Problem description.
Nothing should differ between your output and the entries below.

Data section.

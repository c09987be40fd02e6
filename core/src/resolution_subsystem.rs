//! Resolution subsystem: time-to-resolution against SLA goals.
//!
//! Execution order: After ReopeningSubsystem (slot 3).
//!
//! Only finished orders with a completion timestamp are measured.
//! A completion before creation is a data error: it is reported and left
//! out of every average.

use crate::{
    config::SlaGoals,
    error::InsightResult,
    event::InsightEvent,
    record::{pct, round2, Dataset, ServiceOrder},
    report::{DashboardReport, RunContext},
    subsystem::MetricsSubsystem,
    types::OrderId,
};
use serde::{Deserialize, Serialize};
use std::collections::BTreeMap;

#[derive(Debug, Clone, PartialEq, Serialize, Deserialize)]
pub struct ResolutionRow {
    pub key:             String,
    pub orders:          usize,
    pub avg_hours:       f64,
    /// Set for service-type rows; technician rows mix several goals.
    pub goal_hours:      Option<f64>,
    pub within_goal:     usize,
    pub within_goal_pct: f64,
}

#[derive(Debug, Clone, Serialize, Deserialize)]
pub struct ResolutionReport {
    pub by_service_type: Vec<ResolutionRow>,
    pub by_technician:   Vec<ResolutionRow>,
    pub measured_orders: usize,
    pub within_goal:     usize,
    pub within_goal_pct: f64,
    pub avg_hours:       f64,
    pub invalid_spans:   Vec<OrderId>,
}

/// Hours between opening and completion; None when the order is not finished.
pub fn resolution_hours(order: &ServiceOrder) -> Option<f64> {
    if !order.is_finished() {
        return None;
    }
    let completed = order.completed_at?;
    Some((completed - order.created_at).num_minutes() as f64 / 60.0)
}

struct Measured<'a> {
    order: &'a ServiceOrder,
    hours: f64,
    goal:  f64,
}

fn measure<'a>(orders: &'a [ServiceOrder], goals: &SlaGoals) -> (Vec<Measured<'a>>, Vec<OrderId>) {
    let mut measured = Vec::new();
    let mut invalid = Vec::new();
    for o in orders {
        match resolution_hours(o) {
            Some(h) if h < 0.0 => invalid.push(o.order_id.clone()),
            Some(hours) => measured.push(Measured { order: o, hours, goal: goals.goal_for(&o.service_type) }),
            None => {}
        }
    }
    (measured, invalid)
}

fn rows_by<F>(measured: &[Measured<'_>], key_of: F, with_goal: bool) -> Vec<ResolutionRow>
where
    F: Fn(&ServiceOrder) -> &str,
{
    let mut groups: BTreeMap<&str, Vec<&Measured<'_>>> = BTreeMap::new();
    for m in measured {
        groups.entry(key_of(m.order)).or_default().push(m);
    }
    groups
        .into_iter()
        .map(|(key, items)| {
            let within = items.iter().filter(|m| m.hours <= m.goal).count();
            let total_hours: f64 = items.iter().map(|m| m.hours).sum();
            ResolutionRow {
                key: key.to_string(),
                orders: items.len(),
                avg_hours: round2(total_hours / items.len() as f64),
                goal_hours: if with_goal { items.first().map(|m| m.goal) } else { None },
                within_goal: within,
                within_goal_pct: pct(within, items.len()),
            }
        })
        .collect()
}

pub fn resolution_report(orders: &[ServiceOrder], goals: &SlaGoals) -> ResolutionReport {
    let (measured, invalid_spans) = measure(orders, goals);
    let within_goal = measured.iter().filter(|m| m.hours <= m.goal).count();
    let avg_hours = if measured.is_empty() {
        0.0
    } else {
        round2(measured.iter().map(|m| m.hours).sum::<f64>() / measured.len() as f64)
    };

    ResolutionReport {
        by_service_type: rows_by(&measured, |o| o.service_type.as_str(), true),
        by_technician: rows_by(&measured, |o| o.technician.as_str(), false),
        measured_orders: measured.len(),
        within_goal,
        within_goal_pct: pct(within_goal, measured.len()),
        avg_hours,
        invalid_spans,
    }
}

// ── Subsystem ──────────────────────────────────────────────────────

pub struct ResolutionSubsystem {
    goals: SlaGoals,
}

impl ResolutionSubsystem {
    pub fn new(goals: SlaGoals) -> Self {
        Self { goals }
    }
}

impl MetricsSubsystem for ResolutionSubsystem {
    fn name(&self) -> &'static str {
        "resolution"
    }

    fn update(
        &mut self,
        _ctx: &RunContext,
        dataset: &Dataset,
        report: &mut DashboardReport,
    ) -> InsightResult<Vec<InsightEvent>> {
        let section = resolution_report(&dataset.service_orders, &self.goals);

        let mut events: Vec<InsightEvent> = section
            .invalid_spans
            .iter()
            .map(|id| InsightEvent::NegativeResolutionSpan { order_id: id.clone() })
            .collect();
        events.push(InsightEvent::SlaComputed {
            orders: section.measured_orders,
            within_goal_pct: section.within_goal_pct,
        });

        log::debug!(
            "resolution: {} orders measured, {}% within goal",
            section.measured_orders,
            section.within_goal_pct
        );

        report.resolution = Some(section);
        Ok(events)
    }

    fn as_any_mut(&mut self) -> &mut dyn std::any::Any {
        self
    }
}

Task solution.
repository c09987be40fd02e6
filename core/src/resolution_subsystem.rs
//! Resolution subsystem: time-to-resolution against SLA goals.
//!
//! Execution order: After ReopeningSubsystem (slot 3).
//!
//! Only finished orders with a completion timestamp are measured.
//! A completion before creation is a data error: it is reported and left
//! out of every average.

use crate::{
    config::SlaGoals,
    error::InsightResult,
    event::InsightEvent,
    record::{pct, round2, Dataset, ServiceOrder},
    report::{DashboardReport, RunContext},
    subsystem::MetricsSubsystem,
    types::OrderId,
};
use serde::{Deserialize, Serialize};
use std::collections::BTreeMap;

#[derive(Debug, Clone, PartialEq, Serialize, Deserialize)]
pub struct ResolutionRow {
    pub key:             String,
    pub orders:          usize,
    pub avg_hours:       f64,
    /// Set for service-type rows; technician rows mix several goals.
    pub goal_hours:      Option<f64>,
    pub within_goal:     usize,
    pub within_goal_pct: f64,
}

#[derive(Debug, Clone, Serialize, Deserialize)]
pub struct ResolutionReport {
    pub by_service_type: Vec<ResolutionRow>,
    pub by_technician:   Vec<ResolutionRow>,
    pub measured_orders: usize,
    pub within_goal:     usize,
    pub within_goal_pct: f64,
    pub avg_hours:       f64,
    pub invalid_spans:   Vec<OrderId>,
}

/// Hours between opening and completion; None when the order is not finished.
pub fn resolution_hours(order: &ServiceOrder) -> Option<f64> {
    if !order.is_finished() {
        return None;
    }
    let completed = order.completed_at?;
    Some((completed - order.created_at).num_minutes() as f64 / 60.0)
}

struct Measured<'a> {
    order: &'a ServiceOrder,
    hours: f64,
    goal:  f64,
}

fn measure<'a>(orders: &'a [ServiceOrder], goals: &SlaGoals) -> (Vec<Measured<'a>>, Vec<OrderId>) {
    let mut measured = Vec::new();
    let mut invalid = Vec::new();
    for o in orders {
        match resolution_hours(o) {
            Some(h) if h < 0.0 => invalid.push(o.order_id.clone()),
            Some(hours) => measured.push(Measured { order: o, hours, goal: goals.goal_for(&o.service_type) }),
            None => {}
        }
    }
    (measured, invalid)
}

fn rows_by<F>(measured: &[Measured<'_>], key_of: F, with_goal: bool) -> Vec<ResolutionRow>
where
    F: Fn(&ServiceOrder) -> &str,
{
    let mut groups: BTreeMap<&str, Vec<&Measured<'_>>> = BTreeMap::new();
    for m in measured {
        groups.entry(key_of(m.order)).or_default().push(m);
    }
    groups
        .into_iter()
        .map(|(key, items)| {
            let within = items.iter().filter(|m| m.hours <= m.goal).count();
            let total_hours: f64 = items.iter().map(|m| m.hours).sum();
            ResolutionRow {
                key: key.to_string(),
                orders: items.len(),
                avg_hours: round2(total_hours / items.len() as f64),
                goal_hours: if with_goal { items.first().map(|m| m.goal) } else { None },
                within_goal: within,
                within_goal_pct: pct(within, items.len()),
            }
        })
        .collect()
}

pub fn resolution_report(orders: &[ServiceOrder], goals: &SlaGoals) -> ResolutionReport {
    let (measured, invalid_spans) = measure(orders, goals);
    let within_goal = measured.iter().filter(|m| m.hours <= m.goal).count();
    let avg_hours = if measured.is_empty() {
        0.0
    } else {
        round2(measured.iter().map(|m| m.hours).sum::<f64>() / measured.len() as f64)
    };

    ResolutionReport {
        by_service_type: rows_by(&measured, |o| o.service_type.as_str(), true),
        by_technician: rows_by(&measured, |o| o.technician.as_str(), false),
        measured_orders: measured.len(),
        within_goal,
        within_goal_pct: pct(within_goal, measured.len()),
        avg_hours,
        invalid_spans,
    }
}

// ── Subsystem ──────────────────────────────────────────────────────

pub struct ResolutionSubsystem {
    goals: SlaGoals,
}

impl ResolutionSubsystem {
    pub fn new(goals: SlaGoals) -> Self {
        Self { goals }
    }
}

impl MetricsSubsystem for ResolutionSubsystem {
    fn name(&self) -> &'static str {
        "resolution"
    }

    fn update(
        &mut self,
        _ctx: &RunContext,
        dataset: &Dataset,
        report: &mut DashboardReport,
    ) -> InsightResult<Vec<InsightEvent>> {
        let section = resolution_report(&dataset.service_orders, &self.goals);

        let mut events: Vec<InsightEvent> = section
            .invalid_spans
            .iter()
            .map(|id| InsightEvent::NegativeResolutionSpan { order_id: id.clone() })
            .collect();
        events.push(InsightEvent::SlaComputed {
            orders: section.measured_orders,
            within_goal_pct: section.within_goal_pct,
        });

        log::debug!(
            "resolution: {} orders measured, {}% within goal",
            section.measured_orders,
            section.within_goal_pct
        );

        report.resolution = Some(section);
        Ok(events)
    }

    fn as_any_mut(&mut self) -> &mut dyn std::any::Any {
        self
    }
}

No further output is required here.